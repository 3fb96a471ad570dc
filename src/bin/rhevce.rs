// Copyright (c) 2024-2025, The rhevce contributors. All rights reserved
//
// This source code is subject to the terms of the BSD 2 Clause License. If
// the BSD 2 Clause License was not distributed with this source code in the
// LICENSE file, you can obtain it at
// https://opensource.org/license/bsd-2-clause

// Safety lints
#![deny(bare_trait_objects)]
#![deny(clippy::large_stack_arrays)]
// Correctness lints
#![deny(clippy::expl_impl_clone_on_copy)]
#![deny(clippy::float_cmp)]
#![deny(clippy::mem_forget)]
// Clarity/formatting lints
#![warn(clippy::map_flatten)]
#![warn(clippy::match_bool)]
#![warn(clippy::needless_borrow)]
#![allow(clippy::too_many_arguments)]
#![allow(clippy::upper_case_acronyms)]

#[macro_use]
extern crate log;

mod common;
mod error;

use crate::common::*;
use crate::error::*;

use rhevce::prelude::*;

use std::process::exit;

fn run() -> Result<(), CliError> {
  let config = parse_cli()?;

  let ctx: Context = config
    .new_context()
    .map_err(|e| e.context("Invalid encoder configuration"))?;

  info!("{}", ctx.config());
  let derived = ctx.gop_derived();
  info!(
    "gop: {} entries ({} synthesized), {} temporal layers",
    ctx.gop().len(),
    derived.extra_rps_count,
    derived.max_temporal_layer
  );
  info!(
    "dpb: buffering {:?} reorder {:?}",
    derived.max_dec_pic_buffering, derived.num_reorder_pics
  );
  let constants = ctx.constants();
  info!(
    "derived: cu depth {} bit depth {} pcm bit depth {} dynamic range {}",
    constants.max_cu_depth,
    constants.bit_depth,
    constants.pcm_bit_depth,
    constants.max_tr_dynamic_range
  );

  // The pixel pipeline takes over from here; this front end only
  // derives and validates the configuration.
  Ok(())
}

fn main() {
  init_logger();

  match run() {
    Ok(()) => {}
    Err(e) => {
      print_error(&e);
      exit(1);
    }
  }
}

--*--

#### EXERCISE DETAILS:
Provide only the number of lines in the records containing the string "crate".

#### YOUR RESPONSE:
3